## EXTRACTED INFORMATION
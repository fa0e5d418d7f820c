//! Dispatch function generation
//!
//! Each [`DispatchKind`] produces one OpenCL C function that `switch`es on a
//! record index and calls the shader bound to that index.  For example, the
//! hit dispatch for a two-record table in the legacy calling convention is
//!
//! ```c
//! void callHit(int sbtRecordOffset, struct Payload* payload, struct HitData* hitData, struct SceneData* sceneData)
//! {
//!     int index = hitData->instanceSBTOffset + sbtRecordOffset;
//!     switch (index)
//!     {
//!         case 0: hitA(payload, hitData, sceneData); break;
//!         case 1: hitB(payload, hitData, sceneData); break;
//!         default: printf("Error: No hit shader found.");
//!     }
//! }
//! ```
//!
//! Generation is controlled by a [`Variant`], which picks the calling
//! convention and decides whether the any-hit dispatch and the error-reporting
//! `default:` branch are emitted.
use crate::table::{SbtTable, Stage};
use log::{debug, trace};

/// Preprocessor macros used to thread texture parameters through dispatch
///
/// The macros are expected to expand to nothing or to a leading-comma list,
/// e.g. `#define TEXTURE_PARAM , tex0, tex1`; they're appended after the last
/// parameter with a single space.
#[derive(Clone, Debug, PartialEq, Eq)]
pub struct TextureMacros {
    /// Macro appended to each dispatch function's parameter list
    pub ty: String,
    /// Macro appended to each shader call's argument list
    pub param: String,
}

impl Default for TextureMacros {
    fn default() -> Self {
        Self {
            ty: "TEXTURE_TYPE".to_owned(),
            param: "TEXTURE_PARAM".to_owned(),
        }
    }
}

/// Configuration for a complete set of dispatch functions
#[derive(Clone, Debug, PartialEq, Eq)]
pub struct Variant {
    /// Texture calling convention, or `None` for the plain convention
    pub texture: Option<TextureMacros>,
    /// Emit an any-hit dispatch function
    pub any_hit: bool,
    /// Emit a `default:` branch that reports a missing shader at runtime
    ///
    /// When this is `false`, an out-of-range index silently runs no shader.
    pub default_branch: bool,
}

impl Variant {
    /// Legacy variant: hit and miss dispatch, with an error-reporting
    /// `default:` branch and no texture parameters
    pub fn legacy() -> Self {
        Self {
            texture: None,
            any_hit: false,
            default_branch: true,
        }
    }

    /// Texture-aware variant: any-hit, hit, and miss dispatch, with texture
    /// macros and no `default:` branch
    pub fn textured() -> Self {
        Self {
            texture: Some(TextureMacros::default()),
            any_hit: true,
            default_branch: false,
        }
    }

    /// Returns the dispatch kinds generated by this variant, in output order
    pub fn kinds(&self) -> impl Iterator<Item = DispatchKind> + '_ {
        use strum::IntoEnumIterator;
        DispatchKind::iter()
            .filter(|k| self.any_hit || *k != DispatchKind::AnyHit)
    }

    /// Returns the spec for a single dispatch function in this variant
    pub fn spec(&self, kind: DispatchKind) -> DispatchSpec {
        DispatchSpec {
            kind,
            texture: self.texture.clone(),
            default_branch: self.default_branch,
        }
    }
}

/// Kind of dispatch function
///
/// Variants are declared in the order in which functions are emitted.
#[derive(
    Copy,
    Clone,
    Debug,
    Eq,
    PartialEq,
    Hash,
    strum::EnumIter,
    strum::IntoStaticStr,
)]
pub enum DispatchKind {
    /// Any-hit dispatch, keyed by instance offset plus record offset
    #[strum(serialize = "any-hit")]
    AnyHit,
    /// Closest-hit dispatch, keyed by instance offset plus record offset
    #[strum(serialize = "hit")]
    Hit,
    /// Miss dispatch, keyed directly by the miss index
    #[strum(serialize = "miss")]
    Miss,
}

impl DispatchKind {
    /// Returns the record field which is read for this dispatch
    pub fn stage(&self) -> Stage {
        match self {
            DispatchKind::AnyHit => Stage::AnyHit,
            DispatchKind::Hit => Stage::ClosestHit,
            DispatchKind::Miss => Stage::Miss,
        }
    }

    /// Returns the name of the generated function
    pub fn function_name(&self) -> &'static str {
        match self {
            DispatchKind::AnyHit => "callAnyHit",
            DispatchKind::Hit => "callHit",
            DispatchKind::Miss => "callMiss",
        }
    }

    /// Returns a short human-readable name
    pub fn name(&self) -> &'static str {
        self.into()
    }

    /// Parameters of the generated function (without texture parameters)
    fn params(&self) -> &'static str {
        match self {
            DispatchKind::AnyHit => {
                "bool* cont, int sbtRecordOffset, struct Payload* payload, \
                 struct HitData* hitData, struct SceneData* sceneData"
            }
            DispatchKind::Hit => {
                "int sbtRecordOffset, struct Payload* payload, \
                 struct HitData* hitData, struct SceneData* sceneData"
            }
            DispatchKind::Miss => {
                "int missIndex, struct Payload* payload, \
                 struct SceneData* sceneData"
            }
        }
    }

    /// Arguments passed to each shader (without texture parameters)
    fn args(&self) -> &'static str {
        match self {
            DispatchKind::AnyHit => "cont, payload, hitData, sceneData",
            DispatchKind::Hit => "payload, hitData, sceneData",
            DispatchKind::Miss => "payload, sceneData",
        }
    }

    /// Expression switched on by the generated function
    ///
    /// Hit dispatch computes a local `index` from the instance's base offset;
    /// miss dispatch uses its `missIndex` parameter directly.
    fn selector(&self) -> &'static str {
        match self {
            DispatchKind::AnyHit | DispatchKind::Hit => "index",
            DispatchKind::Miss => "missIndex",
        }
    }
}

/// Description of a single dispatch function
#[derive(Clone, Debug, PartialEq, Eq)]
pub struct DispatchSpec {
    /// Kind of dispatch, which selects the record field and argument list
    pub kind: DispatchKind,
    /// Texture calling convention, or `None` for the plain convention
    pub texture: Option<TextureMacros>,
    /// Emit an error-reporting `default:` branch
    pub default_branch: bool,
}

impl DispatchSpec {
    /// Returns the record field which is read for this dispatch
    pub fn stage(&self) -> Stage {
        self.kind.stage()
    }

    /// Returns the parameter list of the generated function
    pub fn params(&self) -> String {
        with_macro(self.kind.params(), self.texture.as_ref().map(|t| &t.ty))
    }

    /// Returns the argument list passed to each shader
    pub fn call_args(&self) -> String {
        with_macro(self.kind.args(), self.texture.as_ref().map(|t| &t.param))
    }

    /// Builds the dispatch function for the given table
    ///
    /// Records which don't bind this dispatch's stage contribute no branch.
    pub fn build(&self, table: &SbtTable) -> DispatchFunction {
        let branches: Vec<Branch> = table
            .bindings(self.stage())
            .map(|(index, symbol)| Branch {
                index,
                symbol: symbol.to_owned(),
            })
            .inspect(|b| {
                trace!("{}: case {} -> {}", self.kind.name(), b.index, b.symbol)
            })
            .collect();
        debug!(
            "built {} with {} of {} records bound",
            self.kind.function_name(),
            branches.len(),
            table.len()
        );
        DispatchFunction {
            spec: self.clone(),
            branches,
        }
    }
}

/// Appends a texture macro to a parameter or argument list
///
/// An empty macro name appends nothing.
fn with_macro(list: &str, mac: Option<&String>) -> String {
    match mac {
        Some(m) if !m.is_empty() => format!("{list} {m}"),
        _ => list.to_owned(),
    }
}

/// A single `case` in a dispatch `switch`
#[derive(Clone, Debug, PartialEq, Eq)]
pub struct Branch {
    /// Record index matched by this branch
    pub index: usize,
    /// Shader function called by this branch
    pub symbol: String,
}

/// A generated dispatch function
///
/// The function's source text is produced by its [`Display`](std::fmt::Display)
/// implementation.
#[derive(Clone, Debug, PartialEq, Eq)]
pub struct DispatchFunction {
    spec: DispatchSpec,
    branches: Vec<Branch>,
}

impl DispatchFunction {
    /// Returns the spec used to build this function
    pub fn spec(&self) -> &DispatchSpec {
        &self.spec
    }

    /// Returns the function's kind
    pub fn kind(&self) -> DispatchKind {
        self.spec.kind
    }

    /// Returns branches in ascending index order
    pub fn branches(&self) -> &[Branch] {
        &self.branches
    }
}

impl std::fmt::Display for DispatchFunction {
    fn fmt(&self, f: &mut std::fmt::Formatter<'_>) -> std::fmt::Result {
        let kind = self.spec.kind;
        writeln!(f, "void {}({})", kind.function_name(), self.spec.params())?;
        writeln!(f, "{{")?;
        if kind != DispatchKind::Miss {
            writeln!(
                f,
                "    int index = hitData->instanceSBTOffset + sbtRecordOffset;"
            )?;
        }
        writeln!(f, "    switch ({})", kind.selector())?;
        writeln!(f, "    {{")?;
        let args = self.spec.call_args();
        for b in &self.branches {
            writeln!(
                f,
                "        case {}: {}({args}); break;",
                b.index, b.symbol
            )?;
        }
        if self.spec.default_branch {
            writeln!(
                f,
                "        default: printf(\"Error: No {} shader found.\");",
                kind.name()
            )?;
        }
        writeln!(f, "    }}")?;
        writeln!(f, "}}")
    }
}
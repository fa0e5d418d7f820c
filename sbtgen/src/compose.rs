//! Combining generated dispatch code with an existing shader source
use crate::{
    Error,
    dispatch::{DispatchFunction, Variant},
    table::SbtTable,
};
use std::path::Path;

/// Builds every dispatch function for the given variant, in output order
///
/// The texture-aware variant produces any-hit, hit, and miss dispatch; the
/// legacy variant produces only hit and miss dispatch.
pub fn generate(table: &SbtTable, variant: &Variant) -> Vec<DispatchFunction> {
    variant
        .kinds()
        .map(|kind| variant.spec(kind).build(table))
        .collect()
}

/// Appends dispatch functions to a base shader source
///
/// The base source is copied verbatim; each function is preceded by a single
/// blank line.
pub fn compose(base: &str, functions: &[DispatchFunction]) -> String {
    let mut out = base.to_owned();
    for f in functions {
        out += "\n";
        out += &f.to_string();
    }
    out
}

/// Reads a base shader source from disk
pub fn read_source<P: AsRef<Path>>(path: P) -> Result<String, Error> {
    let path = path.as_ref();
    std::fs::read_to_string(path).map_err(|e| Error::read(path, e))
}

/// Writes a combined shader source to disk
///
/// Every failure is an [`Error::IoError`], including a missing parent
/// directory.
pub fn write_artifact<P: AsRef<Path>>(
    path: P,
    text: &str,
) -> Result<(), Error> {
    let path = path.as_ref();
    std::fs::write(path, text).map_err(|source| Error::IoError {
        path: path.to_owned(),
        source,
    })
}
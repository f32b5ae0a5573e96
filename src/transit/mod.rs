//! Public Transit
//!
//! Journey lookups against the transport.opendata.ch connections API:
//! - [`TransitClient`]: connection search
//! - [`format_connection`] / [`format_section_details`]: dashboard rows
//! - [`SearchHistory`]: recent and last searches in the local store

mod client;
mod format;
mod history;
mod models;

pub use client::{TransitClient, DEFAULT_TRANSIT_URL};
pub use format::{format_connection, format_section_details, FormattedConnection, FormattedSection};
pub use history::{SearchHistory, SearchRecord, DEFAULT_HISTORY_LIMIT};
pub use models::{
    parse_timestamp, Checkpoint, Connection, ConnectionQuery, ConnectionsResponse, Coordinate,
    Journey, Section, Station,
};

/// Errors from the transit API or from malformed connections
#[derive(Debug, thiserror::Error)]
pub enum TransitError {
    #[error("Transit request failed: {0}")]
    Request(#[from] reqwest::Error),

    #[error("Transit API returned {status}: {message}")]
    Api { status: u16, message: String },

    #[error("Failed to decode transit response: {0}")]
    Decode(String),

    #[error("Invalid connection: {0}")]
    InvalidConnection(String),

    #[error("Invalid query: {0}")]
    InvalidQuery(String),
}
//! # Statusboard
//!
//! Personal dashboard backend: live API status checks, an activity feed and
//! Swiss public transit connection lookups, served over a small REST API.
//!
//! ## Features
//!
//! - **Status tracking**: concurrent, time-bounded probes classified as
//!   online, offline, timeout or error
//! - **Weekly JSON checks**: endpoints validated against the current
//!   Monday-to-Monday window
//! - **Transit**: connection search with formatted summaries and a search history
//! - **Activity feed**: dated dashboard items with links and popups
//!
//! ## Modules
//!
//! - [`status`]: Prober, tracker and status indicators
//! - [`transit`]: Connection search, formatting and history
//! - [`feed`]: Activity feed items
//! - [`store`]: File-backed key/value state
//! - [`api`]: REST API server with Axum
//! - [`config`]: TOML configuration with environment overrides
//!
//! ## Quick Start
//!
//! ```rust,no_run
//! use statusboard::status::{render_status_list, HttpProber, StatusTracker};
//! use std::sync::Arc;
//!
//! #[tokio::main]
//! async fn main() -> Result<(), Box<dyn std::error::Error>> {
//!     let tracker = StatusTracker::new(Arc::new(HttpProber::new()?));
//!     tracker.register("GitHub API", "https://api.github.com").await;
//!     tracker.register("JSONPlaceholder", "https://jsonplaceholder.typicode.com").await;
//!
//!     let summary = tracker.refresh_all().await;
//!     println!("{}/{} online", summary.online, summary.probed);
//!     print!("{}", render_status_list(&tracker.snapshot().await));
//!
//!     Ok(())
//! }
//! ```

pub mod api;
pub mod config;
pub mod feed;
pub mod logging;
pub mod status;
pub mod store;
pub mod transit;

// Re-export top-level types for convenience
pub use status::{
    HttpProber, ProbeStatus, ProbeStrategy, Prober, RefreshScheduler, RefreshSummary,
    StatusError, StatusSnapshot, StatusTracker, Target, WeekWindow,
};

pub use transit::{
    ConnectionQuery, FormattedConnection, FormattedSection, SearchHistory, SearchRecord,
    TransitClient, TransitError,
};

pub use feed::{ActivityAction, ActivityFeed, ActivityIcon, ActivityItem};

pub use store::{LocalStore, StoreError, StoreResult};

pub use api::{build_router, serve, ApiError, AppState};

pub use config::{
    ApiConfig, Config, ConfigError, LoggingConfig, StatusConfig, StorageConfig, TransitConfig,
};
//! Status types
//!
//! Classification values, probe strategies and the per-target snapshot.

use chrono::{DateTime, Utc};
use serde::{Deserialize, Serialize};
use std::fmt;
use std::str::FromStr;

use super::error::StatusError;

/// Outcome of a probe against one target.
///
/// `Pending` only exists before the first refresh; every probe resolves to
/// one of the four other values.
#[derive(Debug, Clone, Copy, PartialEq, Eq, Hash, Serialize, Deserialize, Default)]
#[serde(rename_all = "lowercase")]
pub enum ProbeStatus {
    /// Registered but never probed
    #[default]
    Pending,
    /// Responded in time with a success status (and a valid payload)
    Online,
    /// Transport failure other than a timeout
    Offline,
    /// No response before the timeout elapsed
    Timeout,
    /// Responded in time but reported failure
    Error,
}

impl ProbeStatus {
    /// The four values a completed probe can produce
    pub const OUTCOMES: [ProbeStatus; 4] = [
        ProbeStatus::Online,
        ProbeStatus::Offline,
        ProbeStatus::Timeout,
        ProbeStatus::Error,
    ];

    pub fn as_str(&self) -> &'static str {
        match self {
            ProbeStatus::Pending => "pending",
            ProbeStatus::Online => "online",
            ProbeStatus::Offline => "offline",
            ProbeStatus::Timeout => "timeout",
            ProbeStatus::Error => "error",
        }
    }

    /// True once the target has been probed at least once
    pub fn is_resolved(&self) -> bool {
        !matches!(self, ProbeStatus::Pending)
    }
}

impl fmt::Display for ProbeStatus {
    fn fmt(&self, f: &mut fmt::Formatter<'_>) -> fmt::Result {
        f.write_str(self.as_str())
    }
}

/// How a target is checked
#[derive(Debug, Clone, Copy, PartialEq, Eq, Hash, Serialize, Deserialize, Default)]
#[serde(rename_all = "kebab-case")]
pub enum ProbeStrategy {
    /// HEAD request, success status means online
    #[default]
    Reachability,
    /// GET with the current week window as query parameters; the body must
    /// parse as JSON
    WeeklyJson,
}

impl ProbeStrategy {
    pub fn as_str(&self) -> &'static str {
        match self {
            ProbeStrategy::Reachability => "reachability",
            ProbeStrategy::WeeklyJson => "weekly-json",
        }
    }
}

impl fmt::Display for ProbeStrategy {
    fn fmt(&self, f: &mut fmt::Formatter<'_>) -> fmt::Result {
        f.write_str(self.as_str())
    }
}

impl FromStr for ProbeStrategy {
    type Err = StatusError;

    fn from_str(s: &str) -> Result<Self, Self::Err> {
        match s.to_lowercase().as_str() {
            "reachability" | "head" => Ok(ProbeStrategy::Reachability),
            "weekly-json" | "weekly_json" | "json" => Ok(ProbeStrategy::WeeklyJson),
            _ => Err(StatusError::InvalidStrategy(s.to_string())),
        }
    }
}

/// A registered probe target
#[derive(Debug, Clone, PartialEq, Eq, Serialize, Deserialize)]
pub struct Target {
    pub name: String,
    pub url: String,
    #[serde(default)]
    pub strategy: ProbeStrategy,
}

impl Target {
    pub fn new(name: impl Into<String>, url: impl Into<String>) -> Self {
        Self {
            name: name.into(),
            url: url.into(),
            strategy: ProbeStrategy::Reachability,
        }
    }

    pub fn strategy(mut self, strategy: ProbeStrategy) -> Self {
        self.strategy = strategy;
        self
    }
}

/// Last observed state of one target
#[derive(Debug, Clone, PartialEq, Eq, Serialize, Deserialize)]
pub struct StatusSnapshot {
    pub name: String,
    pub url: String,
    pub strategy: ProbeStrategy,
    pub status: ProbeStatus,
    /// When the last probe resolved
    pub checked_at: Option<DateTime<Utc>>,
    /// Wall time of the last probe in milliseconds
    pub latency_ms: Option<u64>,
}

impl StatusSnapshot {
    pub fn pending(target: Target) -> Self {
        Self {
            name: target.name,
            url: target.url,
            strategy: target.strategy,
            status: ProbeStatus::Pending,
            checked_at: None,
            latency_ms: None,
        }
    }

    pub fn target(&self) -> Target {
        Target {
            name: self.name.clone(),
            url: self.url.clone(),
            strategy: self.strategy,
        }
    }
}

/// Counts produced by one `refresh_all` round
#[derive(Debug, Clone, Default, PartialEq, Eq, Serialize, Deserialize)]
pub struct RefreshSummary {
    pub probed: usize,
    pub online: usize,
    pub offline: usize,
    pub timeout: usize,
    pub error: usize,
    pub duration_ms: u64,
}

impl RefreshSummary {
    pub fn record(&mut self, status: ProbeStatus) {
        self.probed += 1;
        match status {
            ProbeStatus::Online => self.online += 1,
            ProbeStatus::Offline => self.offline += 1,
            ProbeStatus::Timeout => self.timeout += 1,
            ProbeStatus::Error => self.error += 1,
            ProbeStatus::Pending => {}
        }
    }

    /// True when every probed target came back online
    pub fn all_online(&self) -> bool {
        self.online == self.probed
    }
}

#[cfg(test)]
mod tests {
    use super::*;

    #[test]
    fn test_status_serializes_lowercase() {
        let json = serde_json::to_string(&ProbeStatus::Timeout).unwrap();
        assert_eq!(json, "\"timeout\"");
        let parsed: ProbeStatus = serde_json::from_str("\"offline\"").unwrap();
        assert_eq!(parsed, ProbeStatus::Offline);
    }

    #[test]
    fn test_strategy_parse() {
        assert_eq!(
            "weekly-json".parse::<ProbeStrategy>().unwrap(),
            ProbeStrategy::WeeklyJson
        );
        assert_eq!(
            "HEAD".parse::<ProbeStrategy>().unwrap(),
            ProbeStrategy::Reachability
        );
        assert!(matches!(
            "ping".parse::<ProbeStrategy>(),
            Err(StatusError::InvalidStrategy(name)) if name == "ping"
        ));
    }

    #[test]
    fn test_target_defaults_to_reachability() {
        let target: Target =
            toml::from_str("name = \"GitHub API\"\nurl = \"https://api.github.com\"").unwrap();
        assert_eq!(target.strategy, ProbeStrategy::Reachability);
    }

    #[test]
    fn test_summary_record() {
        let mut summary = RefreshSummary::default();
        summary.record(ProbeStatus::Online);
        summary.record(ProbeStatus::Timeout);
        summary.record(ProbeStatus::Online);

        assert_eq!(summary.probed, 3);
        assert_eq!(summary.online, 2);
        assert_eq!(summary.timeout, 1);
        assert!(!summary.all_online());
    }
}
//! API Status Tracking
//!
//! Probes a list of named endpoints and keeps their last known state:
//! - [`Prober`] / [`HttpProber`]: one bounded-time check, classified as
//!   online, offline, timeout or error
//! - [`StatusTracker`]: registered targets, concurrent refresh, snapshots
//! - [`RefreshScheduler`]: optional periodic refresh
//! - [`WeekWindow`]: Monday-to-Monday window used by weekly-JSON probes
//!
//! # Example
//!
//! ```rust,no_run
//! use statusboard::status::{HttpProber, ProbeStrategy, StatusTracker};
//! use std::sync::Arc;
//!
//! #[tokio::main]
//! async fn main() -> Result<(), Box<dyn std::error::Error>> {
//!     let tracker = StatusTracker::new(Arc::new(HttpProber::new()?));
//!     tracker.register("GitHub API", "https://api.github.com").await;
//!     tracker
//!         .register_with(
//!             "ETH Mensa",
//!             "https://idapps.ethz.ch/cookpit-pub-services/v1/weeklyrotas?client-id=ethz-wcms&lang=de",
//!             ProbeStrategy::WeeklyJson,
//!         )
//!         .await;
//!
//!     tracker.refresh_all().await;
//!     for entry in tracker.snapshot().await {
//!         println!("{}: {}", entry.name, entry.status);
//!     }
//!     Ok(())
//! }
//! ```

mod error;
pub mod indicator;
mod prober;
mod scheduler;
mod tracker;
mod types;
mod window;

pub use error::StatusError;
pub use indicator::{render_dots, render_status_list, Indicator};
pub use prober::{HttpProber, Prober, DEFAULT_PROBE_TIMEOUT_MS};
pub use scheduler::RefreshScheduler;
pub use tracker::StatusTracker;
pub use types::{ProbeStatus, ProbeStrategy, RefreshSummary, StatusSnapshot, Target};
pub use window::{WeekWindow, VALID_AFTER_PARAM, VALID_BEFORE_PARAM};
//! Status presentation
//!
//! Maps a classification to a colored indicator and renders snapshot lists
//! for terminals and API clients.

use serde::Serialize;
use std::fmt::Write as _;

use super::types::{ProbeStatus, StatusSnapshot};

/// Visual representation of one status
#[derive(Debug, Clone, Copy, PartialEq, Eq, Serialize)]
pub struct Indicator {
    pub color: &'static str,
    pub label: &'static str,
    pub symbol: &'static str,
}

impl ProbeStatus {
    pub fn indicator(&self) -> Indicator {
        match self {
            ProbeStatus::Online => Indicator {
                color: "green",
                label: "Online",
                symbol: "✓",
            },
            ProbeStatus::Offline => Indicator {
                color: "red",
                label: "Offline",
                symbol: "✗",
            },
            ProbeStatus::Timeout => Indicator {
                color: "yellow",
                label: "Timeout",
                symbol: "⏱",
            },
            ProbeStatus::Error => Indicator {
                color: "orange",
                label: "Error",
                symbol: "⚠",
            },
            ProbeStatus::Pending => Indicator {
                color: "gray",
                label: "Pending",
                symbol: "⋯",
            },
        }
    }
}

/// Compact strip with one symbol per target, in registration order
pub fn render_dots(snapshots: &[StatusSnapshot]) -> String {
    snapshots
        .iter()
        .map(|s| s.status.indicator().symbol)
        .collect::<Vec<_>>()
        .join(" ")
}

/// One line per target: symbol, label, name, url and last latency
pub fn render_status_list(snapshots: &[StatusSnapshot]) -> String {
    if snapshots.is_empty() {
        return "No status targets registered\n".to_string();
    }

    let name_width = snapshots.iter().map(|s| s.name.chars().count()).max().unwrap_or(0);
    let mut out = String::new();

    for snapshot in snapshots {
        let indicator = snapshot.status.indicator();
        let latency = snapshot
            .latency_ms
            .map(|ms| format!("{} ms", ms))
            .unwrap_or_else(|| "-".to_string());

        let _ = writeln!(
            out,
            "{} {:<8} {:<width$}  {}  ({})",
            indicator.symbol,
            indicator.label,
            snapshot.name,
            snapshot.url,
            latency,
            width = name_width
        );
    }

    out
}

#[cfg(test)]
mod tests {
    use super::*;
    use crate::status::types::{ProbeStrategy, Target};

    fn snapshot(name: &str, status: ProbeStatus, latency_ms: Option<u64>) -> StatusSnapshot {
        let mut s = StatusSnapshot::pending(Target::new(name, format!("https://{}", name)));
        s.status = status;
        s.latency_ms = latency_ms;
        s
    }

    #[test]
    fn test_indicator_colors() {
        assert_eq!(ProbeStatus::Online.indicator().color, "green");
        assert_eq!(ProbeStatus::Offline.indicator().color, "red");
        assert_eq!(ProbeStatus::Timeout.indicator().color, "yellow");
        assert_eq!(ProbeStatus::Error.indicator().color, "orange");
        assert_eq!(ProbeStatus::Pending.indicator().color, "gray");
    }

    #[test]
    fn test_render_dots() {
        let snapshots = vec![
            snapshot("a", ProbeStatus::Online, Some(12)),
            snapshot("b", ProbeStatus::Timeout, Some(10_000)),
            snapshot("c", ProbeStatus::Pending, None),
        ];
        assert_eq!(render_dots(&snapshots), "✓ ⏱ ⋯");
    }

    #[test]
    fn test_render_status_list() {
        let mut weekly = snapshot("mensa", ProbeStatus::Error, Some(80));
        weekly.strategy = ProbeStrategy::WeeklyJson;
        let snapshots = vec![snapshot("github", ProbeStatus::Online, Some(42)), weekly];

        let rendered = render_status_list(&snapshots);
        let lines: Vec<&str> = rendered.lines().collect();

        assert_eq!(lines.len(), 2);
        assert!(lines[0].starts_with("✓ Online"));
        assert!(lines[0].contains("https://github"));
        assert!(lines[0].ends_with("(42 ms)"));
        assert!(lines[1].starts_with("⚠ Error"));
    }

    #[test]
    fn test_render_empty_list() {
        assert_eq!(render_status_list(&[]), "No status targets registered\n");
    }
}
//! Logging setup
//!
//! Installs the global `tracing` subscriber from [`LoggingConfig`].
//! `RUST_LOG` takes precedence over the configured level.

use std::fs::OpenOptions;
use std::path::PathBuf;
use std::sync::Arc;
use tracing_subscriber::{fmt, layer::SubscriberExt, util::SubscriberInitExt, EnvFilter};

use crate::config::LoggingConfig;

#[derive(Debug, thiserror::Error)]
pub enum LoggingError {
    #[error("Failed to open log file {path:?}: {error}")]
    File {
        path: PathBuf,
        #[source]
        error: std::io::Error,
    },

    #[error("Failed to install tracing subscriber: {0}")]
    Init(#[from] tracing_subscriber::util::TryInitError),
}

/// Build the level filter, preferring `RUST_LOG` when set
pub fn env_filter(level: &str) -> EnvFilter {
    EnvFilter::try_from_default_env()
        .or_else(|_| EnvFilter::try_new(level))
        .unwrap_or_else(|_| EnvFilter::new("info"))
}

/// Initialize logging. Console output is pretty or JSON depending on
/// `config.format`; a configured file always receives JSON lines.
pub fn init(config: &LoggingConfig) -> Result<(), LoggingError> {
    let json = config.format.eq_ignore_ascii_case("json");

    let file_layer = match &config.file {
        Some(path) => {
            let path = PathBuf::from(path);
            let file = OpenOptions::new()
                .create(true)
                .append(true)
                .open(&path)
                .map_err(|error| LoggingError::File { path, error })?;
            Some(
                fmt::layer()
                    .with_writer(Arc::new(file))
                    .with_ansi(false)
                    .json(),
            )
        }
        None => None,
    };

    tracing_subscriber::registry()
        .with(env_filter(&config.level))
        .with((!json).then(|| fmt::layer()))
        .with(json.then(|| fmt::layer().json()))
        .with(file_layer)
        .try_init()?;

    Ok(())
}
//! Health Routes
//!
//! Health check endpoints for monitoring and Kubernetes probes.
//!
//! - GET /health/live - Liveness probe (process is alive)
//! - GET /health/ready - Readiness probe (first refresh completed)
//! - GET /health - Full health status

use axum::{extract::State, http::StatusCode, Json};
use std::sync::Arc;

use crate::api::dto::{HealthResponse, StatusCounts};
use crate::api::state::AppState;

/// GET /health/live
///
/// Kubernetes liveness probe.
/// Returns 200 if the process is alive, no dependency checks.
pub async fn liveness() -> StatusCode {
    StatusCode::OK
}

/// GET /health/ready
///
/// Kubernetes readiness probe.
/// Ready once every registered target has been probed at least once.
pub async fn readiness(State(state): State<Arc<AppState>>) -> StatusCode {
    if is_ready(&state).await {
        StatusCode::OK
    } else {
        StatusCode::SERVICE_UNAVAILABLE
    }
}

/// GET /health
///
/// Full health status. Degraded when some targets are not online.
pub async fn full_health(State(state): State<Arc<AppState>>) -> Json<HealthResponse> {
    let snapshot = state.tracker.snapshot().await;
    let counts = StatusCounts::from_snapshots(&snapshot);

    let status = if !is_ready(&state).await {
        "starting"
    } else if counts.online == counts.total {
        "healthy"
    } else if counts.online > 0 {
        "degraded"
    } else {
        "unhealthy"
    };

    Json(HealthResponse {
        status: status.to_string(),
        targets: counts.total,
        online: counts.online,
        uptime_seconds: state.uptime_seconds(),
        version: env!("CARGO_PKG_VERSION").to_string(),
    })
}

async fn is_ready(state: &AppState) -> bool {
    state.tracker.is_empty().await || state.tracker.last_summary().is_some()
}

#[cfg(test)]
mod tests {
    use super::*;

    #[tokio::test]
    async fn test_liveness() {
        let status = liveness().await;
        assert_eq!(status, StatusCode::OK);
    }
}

## THE TASK
Find the word "params" in the entries above, then copy each line that holds it.

## EXERCISE SOLUTION
    fn params(&self) -> &'static str {
    pub fn params(&self) -> String {
        with_macro(self.kind.params(), self.texture.as_ref().map(|t| &t.ty))
        writeln!(f, "void {}({})", kind.function_name(), self.spec.params())?;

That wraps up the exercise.